Start of EXERCISE MATERIAL
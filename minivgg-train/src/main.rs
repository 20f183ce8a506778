//! minivgg-train - MiniVGGNet training microservice
//!
//! Accepts training requests naming a directory-labeled image dataset,
//! trains a MiniVGGNet classifier on it, scores the model and persists it
//! as `<output_dir>/<taskId>.mpk`.

use std::net::SocketAddr;
use std::path::PathBuf;

use anyhow::{Context, Result};
use clap::Parser;
use tokio::signal;
use tracing::{info, warn};
use tracing_subscriber::{layer::SubscriberExt, util::SubscriberInitExt, EnvFilter};

use minivgg_common::config::{self, OutputDirResolver};
use minivgg_train::pipeline::TrainingPipeline;
use minivgg_train::AppState;

/// Command-line arguments for minivgg-train
#[derive(Parser, Debug)]
#[command(name = "minivgg-train")]
#[command(about = "MiniVGGNet image classifier training microservice")]
#[command(version)]
struct Args {
    /// Port to listen on
    #[arg(short, long, env = "MINIVGG_PORT")]
    port: Option<u16>,

    /// Directory trained models are written to
    #[arg(short, long)]
    output_dir: Option<PathBuf>,

    /// Path to the TOML config file
    #[arg(short, long)]
    config: Option<PathBuf>,

    /// Listen on all interfaces instead of localhost only
    #[arg(long)]
    public: bool,
}

#[tokio::main]
async fn main() -> Result<()> {
    let args = Args::parse();

    let config_path = args.config.clone().or_else(config::default_config_path);
    let toml_config =
        config::load_or_default(config_path.as_deref()).context("Failed to load configuration")?;

    tracing_subscriber::registry()
        .with(
            EnvFilter::try_from_default_env()
                .unwrap_or_else(|_| EnvFilter::new(&toml_config.logging.level)),
        )
        .with(tracing_subscriber::fmt::layer())
        .init();

    info!("Starting minivgg-train (MiniVGGNet training) microservice");
    info!(
        "Version: {} (git {}, built {}, {})",
        env!("CARGO_PKG_VERSION"),
        env!("GIT_HASH"),
        env!("BUILD_TIMESTAMP"),
        env!("BUILD_PROFILE")
    );
    match &config_path {
        Some(path) => info!("Config: {}", path.display()),
        None => info!("Config: compiled defaults"),
    }

    let output_dir = OutputDirResolver::new(args.output_dir).resolve(&toml_config);
    if let Err(e) = std::fs::create_dir_all(&output_dir) {
        // Persistence reports the failure per job
        warn!("Cannot create output directory {}: {}", output_dir.display(), e);
    }
    info!("Output directory: {}", output_dir.display());

    let settings = toml_config.training.clone();
    info!(
        image_size = settings.image_size,
        channels = settings.channels,
        epochs = settings.epochs,
        batch_size = settings.batch_size,
        seed = settings.seed,
        random_seed = settings.random_seed,
        "Training settings"
    );

    let pipeline =
        TrainingPipeline::new(output_dir, settings).context("Invalid training settings")?;
    let state = AppState::new(pipeline);
    let app = minivgg_train::build_router(state);

    let port = config::resolve_port(args.port, &toml_config);
    let host = if args.public { [0, 0, 0, 0] } else { [127, 0, 0, 1] };
    let addr = SocketAddr::from((host, port));

    let listener = tokio::net::TcpListener::bind(addr)
        .await
        .with_context(|| format!("Failed to bind to {}", addr))?;
    info!("Listening on http://{}", addr);
    info!("Health check: http://{}/health", addr);

    axum::serve(listener, app)
        .with_graceful_shutdown(shutdown_signal())
        .await
        .context("Server error")?;

    info!("Server shutdown complete");
    Ok(())
}

/// Resolves on Ctrl+C or SIGTERM
async fn shutdown_signal() {
    let ctrl_c = async {
        if let Err(e) = signal::ctrl_c().await {
            warn!("Failed to listen for Ctrl+C: {}", e);
            std::future::pending::<()>().await;
        }
    };

    #[cfg(unix)]
    let terminate = async {
        match signal::unix::signal(signal::unix::SignalKind::terminate()) {
            Ok(mut sigterm) => {
                sigterm.recv().await;
            }
            Err(e) => {
                warn!("Failed to install SIGTERM handler: {}", e);
                std::future::pending::<()>().await;
            }
        }
    };

    #[cfg(not(unix))]
    let terminate = std::future::pending::<()>();

    tokio::select! {
        _ = ctrl_c => {
            info!("Received Ctrl+C, shutting down");
        },
        _ = terminate => {
            info!("Received terminate signal, shutting down");
        },
    }
}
End of EXERCISE MATERIAL
WHAT IS BEING ASKED. After reading the listing, copy all of it out exactly.

ANSWER SECTION.
filename minivgg-train/src/main.rs
repository 20f183ce8a506778
//! minivgg-train - MiniVGGNet training microservice
//!
//! Accepts training requests naming a directory-labeled image dataset,
//! trains a MiniVGGNet classifier on it, scores the model and persists it
//! as `<output_dir>/<taskId>.mpk`.

use std::net::SocketAddr;
use std::path::PathBuf;

use anyhow::{Context, Result};
use clap::Parser;
use tokio::signal;
use tracing::{info, warn};
use tracing_subscriber::{layer::SubscriberExt, util::SubscriberInitExt, EnvFilter};

use minivgg_common::config::{self, OutputDirResolver};
use minivgg_train::pipeline::TrainingPipeline;
use minivgg_train::AppState;

/// Command-line arguments for minivgg-train
#[derive(Parser, Debug)]
#[command(name = "minivgg-train")]
#[command(about = "MiniVGGNet image classifier training microservice")]
#[command(version)]
struct Args {
    /// Port to listen on
    #[arg(short, long, env = "MINIVGG_PORT")]
    port: Option<u16>,

    /// Directory trained models are written to
    #[arg(short, long)]
    output_dir: Option<PathBuf>,

    /// Path to the TOML config file
    #[arg(short, long)]
    config: Option<PathBuf>,

    /// Listen on all interfaces instead of localhost only
    #[arg(long)]
    public: bool,
}

#[tokio::main]
async fn main() -> Result<()> {
    let args = Args::parse();

    let config_path = args.config.clone().or_else(config::default_config_path);
    let toml_config =
        config::load_or_default(config_path.as_deref()).context("Failed to load configuration")?;

    tracing_subscriber::registry()
        .with(
            EnvFilter::try_from_default_env()
                .unwrap_or_else(|_| EnvFilter::new(&toml_config.logging.level)),
        )
        .with(tracing_subscriber::fmt::layer())
        .init();

    info!("Starting minivgg-train (MiniVGGNet training) microservice");
    info!(
        "Version: {} (git {}, built {}, {})",
        env!("CARGO_PKG_VERSION"),
        env!("GIT_HASH"),
        env!("BUILD_TIMESTAMP"),
        env!("BUILD_PROFILE")
    );
    match &config_path {
        Some(path) => info!("Config: {}", path.display()),
        None => info!("Config: compiled defaults"),
    }

    let output_dir = OutputDirResolver::new(args.output_dir).resolve(&toml_config);
    if let Err(e) = std::fs::create_dir_all(&output_dir) {
        // Persistence reports the failure per job
        warn!("Cannot create output directory {}: {}", output_dir.display(), e);
    }
    info!("Output directory: {}", output_dir.display());

    let settings = toml_config.training.clone();
    info!(
        image_size = settings.image_size,
        channels = settings.channels,
        epochs = settings.epochs,
        batch_size = settings.batch_size,
        seed = settings.seed,
        random_seed = settings.random_seed,
        "Training settings"
    );

    let pipeline =
        TrainingPipeline::new(output_dir, settings).context("Invalid training settings")?;
    let state = AppState::new(pipeline);
    let app = minivgg_train::build_router(state);

    let port = config::resolve_port(args.port, &toml_config);
    let host = if args.public { [0, 0, 0, 0] } else { [127, 0, 0, 1] };
    let addr = SocketAddr::from((host, port));

    let listener = tokio::net::TcpListener::bind(addr)
        .await
        .with_context(|| format!("Failed to bind to {}", addr))?;
    info!("Listening on http://{}", addr);
    info!("Health check: http://{}/health", addr);

    axum::serve(listener, app)
        .with_graceful_shutdown(shutdown_signal())
        .await
        .context("Server error")?;

    info!("Server shutdown complete");
    Ok(())
}

/// Resolves on Ctrl+C or SIGTERM
async fn shutdown_signal() {
    let ctrl_c = async {
        if let Err(e) = signal::ctrl_c().await {
            warn!("Failed to listen for Ctrl+C: {}", e);
            std::future::pending::<()>().await;
        }
    };

    #[cfg(unix)]
    let terminate = async {
        match signal::unix::signal(signal::unix::SignalKind::terminate()) {
            Ok(mut sigterm) => {
                sigterm.recv().await;
            }
            Err(e) => {
                warn!("Failed to install SIGTERM handler: {}", e);
                std::future::pending::<()>().await;
            }
        }
    };

    #[cfg(not(unix))]
    let terminate = std::future::pending::<()>();

    tokio::select! {
        _ = ctrl_c => {
            info!("Received Ctrl+C, shutting down");
        },
        _ = terminate => {
            info!("Received terminate signal, shutting down");
        },
    }
}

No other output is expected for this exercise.